= Transderivational search =

Term in psychology and cybernetics

Transderivational search (often abbreviated to TDS) is a psychological and cybernetics term, meaning when a search is being conducted for a fuzzy match across a broad field. In computing the equivalent function can be performed using content-addressable memory.

Unlike usual searches, which look for literal (i.e. exact, logical, or regular expression) matches, a transderivational search is a search for a possible meaning or possible match as part of communication, and without which an incoming communication cannot be made any sense of whatsoever. It is thus an integral part of processing language, and of attaching meaning to communication.

In NLP (Neuro-linguistic programming), a transderivational search (Bandler and Grinder, 1976) is essentially the process of searching back through one's stored memories and mental representations to find the personal reference experiences from which a current understanding or mental map has been derived.

By the end of 1976, Grinder and Bandler had combined Satir’s and Perls’ language patterns and Erickson’s hypnotic language and use of metaphor with anchoring to create new processes that they called collapsing anchors, trans-derivational search, changing personal history, and reframing.

A psychological example of TDS is in Ericksonian hypnotherapy, where vague suggestions are used that the patient must process intensely in order to find their own meanings, thus ensuring that the practitioner does not intrude his own beliefs into the subject's inner world.

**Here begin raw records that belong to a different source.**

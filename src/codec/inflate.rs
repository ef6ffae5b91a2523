//! Raw (headerless) DEFLATE decoding
//!
//! Two entry points over the same streaming state machine: a single-shot
//! decode into a caller-sized destination, and a growing decode that extends
//! the destination by a fixed increment whenever it fills before the end of
//! the stream.

use flate2::{Decompress, FlushDecompress, Status};
use tracing::debug;

use crate::error::CodecError;

/// Decode a raw DEFLATE stream into `dst` in one pass.
///
/// # Returns
/// The number of bytes written to `dst`.
///
/// # Errors
/// - `CodecError::BufferTooSmall` if `dst` fills before the end of the stream
/// - `CodecError::TruncatedInput` if the input ends before the end-of-stream marker
/// - `CodecError::StreamCorruption` if the stream is malformed
pub fn inflate_fixed(src: &[u8], dst: &mut [u8]) -> Result<usize, CodecError> {
    let mut state = Decompress::new(false);
    let status = state
        .decompress(src, dst, FlushDecompress::Finish)
        .map_err(|e| CodecError::StreamCorruption(format!("Inflate failed: {}", e)))?;
    let written = state.total_out() as usize;

    match status {
        Status::StreamEnd => Ok(written),
        Status::Ok | Status::BufError if written == dst.len() => {
            Err(CodecError::BufferTooSmall {
                capacity: dst.len(),
            })
        }
        Status::Ok | Status::BufError => Err(CodecError::TruncatedInput(format!(
            "deflate stream ended after {} of {} input bytes without an end-of-stream marker",
            state.total_in(),
            src.len()
        ))),
    }
}

/// Decode a raw DEFLATE stream, growing the destination as needed.
///
/// The destination starts with `initial_capacity` bytes of room and grows by
/// `growth_increment` bytes each time it fills before the end-of-stream marker.
/// The result is trimmed to the bytes actually produced.
///
/// # Errors
/// - `CodecError::TruncatedInput` if the input ends before the end-of-stream marker
/// - `CodecError::StreamCorruption` if the stream is malformed
pub fn inflate_grow(
    src: &[u8],
    initial_capacity: usize,
    growth_increment: usize,
) -> Result<Vec<u8>, CodecError> {
    let growth_increment = growth_increment.max(1);
    let mut state = Decompress::new(false);
    let mut dst = Vec::with_capacity(initial_capacity.max(1));

    loop {
        if dst.len() == dst.capacity() {
            let before = dst.capacity();
            dst.reserve_exact(growth_increment);
            debug!(from = before, to = dst.capacity(), "growing inflate destination");
        }

        let consumed = state.total_in() as usize;
        let produced = state.total_out();
        let status = state
            .decompress_vec(&src[consumed..], &mut dst, FlushDecompress::None)
            .map_err(|e| CodecError::StreamCorruption(format!("Inflate failed: {}", e)))?;

        if matches!(status, Status::StreamEnd) {
            break;
        }
        let progressed = state.total_in() as usize != consumed || state.total_out() != produced;
        if !progressed && dst.len() < dst.capacity() {
            return Err(CodecError::TruncatedInput(format!(
                "deflate stream ended after {} input bytes without an end-of-stream marker",
                consumed
            )));
        }
    }

    dst.shrink_to_fit();
    Ok(dst)
}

==TDS in human communication and processing==
Because TDS is a compelling, automatic and unconscious state of internal focus and processing (i.e. a type of everyday trance state), and often a state of internal lack of certainty, or openness to finding an answer (since something is being checked out at that moment), it can be utilized or interrupted, in order to create, or deepen, trance.

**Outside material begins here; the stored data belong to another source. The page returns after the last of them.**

//! Fixed-destination block decompressors
//!
//! Used when the caller already knows the decoded size of a block (for example
//! from a block index) and owns the destination buffer.

use crate::archive::parse_gzip_strict;
use crate::error::CodecError;

use super::inflate::inflate_fixed;
use super::lz::lz_decode;
use super::CompressionType;

/// Decodes one compressed block into a caller-provided buffer
pub trait BlockDecompressor: Send + Sync {
    /// Decode `src` into `dst`, returning the number of bytes written.
    fn decompress_into(&self, src: &[u8], dst: &mut [u8]) -> Result<usize, CodecError>;

    /// Codec name for diagnostics
    fn name(&self) -> &'static str;
}

/// Raw DEFLATE, optionally wrapped in a gzip member
#[derive(Debug, Clone, Copy, Default)]
pub struct InflateBlockDecompressor {
    gzip_header: bool,
}

impl InflateBlockDecompressor {
    pub fn raw() -> Self {
        Self { gzip_header: false }
    }

    pub fn gzip() -> Self {
        Self { gzip_header: true }
    }
}

impl BlockDecompressor for InflateBlockDecompressor {
    fn decompress_into(&self, src: &[u8], dst: &mut [u8]) -> Result<usize, CodecError> {
        if self.gzip_header {
            let member = parse_gzip_strict(src)?;
            inflate_fixed(member.payload, dst)
        } else {
            inflate_fixed(src, dst)
        }
    }

    fn name(&self) -> &'static str {
        if self.gzip_header {
            "gzip"
        } else {
            "deflate"
        }
    }
}

/// LZ (snappy raw) block decoder
#[derive(Debug, Clone, Copy, Default)]
pub struct LzBlockDecompressor;

impl BlockDecompressor for LzBlockDecompressor {
    fn decompress_into(&self, src: &[u8], dst: &mut [u8]) -> Result<usize, CodecError> {
        lz_decode(src, dst)
    }

    fn name(&self) -> &'static str {
        "snappy"
    }
}

/// Select the fixed-destination decompressor for a compression type.
///
/// # Errors
/// `CodecError::UnsupportedCompression` for types without a fixed-destination
/// decoder (containers that can only be decoded with growth, passthrough, and
/// detection).
pub fn block_decompressor(kind: CompressionType) -> Result<Box<dyn BlockDecompressor>, CodecError> {
    match kind {
        CompressionType::Gzip => Ok(Box::new(InflateBlockDecompressor::gzip())),
        CompressionType::Inflate => Ok(Box::new(InflateBlockDecompressor::raw())),
        CompressionType::Snappy => Ok(Box::new(LzBlockDecompressor)),
        other => Err(CodecError::UnsupportedCompression(format!(
            "no fixed-destination block decoder for '{}'",
            other
        ))),
    }
}

#[cfg(test)]
mod tests {
    use super::*;
    use flate2::write::{DeflateEncoder, GzEncoder};
    use flate2::Compression;
    use std::io::Write;

    #[test]
    fn test_factory_selection() {
        assert_eq!(block_decompressor(CompressionType::Gzip).unwrap().name(), "gzip");
        assert_eq!(block_decompressor(CompressionType::Inflate).unwrap().name(), "deflate");
        assert_eq!(block_decompressor(CompressionType::Snappy).unwrap().name(), "snappy");
        for kind in [
            CompressionType::Infer,
            CompressionType::None,
            CompressionType::Zip,
            CompressionType::Bzip2,
            CompressionType::Xz,
        ] {
            assert!(matches!(
                block_decompressor(kind),
                Err(CodecError::UnsupportedCompression(_))
            ));
        }
    }

    #[test]
    fn test_gzip_block_strips_header() {
        let original = b"block payload ".repeat(50);
        let mut encoder = GzEncoder::new(Vec::new(), Compression::default());
        encoder.write_all(&original).unwrap();
        let compressed = encoder.finish().unwrap();

        let mut dst = vec![0u8; original.len()];
        let written = InflateBlockDecompressor::gzip()
            .decompress_into(&compressed, &mut dst)
            .unwrap();
        assert_eq!(written, original.len());
        assert_eq!(dst, original);
    }

    #[test]
    fn test_raw_block_too_small() {
        let original = vec![7u8; 4096];
        let mut encoder = DeflateEncoder::new(Vec::new(), Compression::default());
        encoder.write_all(&original).unwrap();
        let compressed = encoder.finish().unwrap();

        let mut dst = vec![0u8; 1024];
        assert_eq!(
            InflateBlockDecompressor::raw().decompress_into(&compressed, &mut dst),
            Err(CodecError::BufferTooSmall { capacity: 1024 })
        );
    }

    #[test]
    fn test_lz_block() {
        let src = [0x08, 0x0C, b'a', b'b', b'c', b'd', 0x01, 0x04];
        let mut dst = [0u8; 8];
        assert_eq!(LzBlockDecompressor.decompress_into(&src, &mut dst).unwrap(), 8);
        assert_eq!(&dst, b"abcdabcd");
    }
}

TDS is a fundamental part of human language and cognitive processing. Arguably, every word or utterance a person hears, for example, and everything they see or feel and take note of, results in a very brief trance while TDS is carried out to establish a contextual meaning for it.

===Examples===
Leading statements:

- "And those thoughts you had yesterday..." the human mind cannot process hearing this phrase, without at some level searching internally for some thoughts or other that it had yesterday, to make the subject of the sentence.
- "The many colors that fruit can be" likewise starts the human mind considering even if briefly, different fruit sorted by color.
- "You did it again, didn't you!" This everyday manipulative use of TDS usually sends the recipient looking internally for some "it" they may have done for which blame is being fairly given. Regardless of whether such a matter can be identified, guilt or anger may result.
- "There has been pain, hasn't there" the mind of a patient suffering an illness will find it very hard or impossible to hear or answer this sentence without conducting internal searches to verify whether this is true or not, or to find an example if so.
- "You'd forgotten something [or: some part of your body], hadn't you?" the mind usually checks through the various things, or parts of the body, on hearing this, seeing if each in turn has been forgotten.

Textual ambiguity:
- "Do you remember line dancing on the steps?" Without sufficient context, some statements may trigger TDS in order to resolve inherent ambiguity in the interpretation of a posed question. Do I remember a bygone fad called "line dancing on the steps"? Do I remember personally engaging in dancing in the past? Do I remember my routine practice dancing by focusing on the steps of the dance? Do I tend to forget about dancing when I am standing on steps?
- "Penny-wise and pound the table dance to the beat of a different drummer". The mixing of cliché and stock phrases may trigger TDS in order to reconcile the discrepancies between expected and actual utterances in sequence.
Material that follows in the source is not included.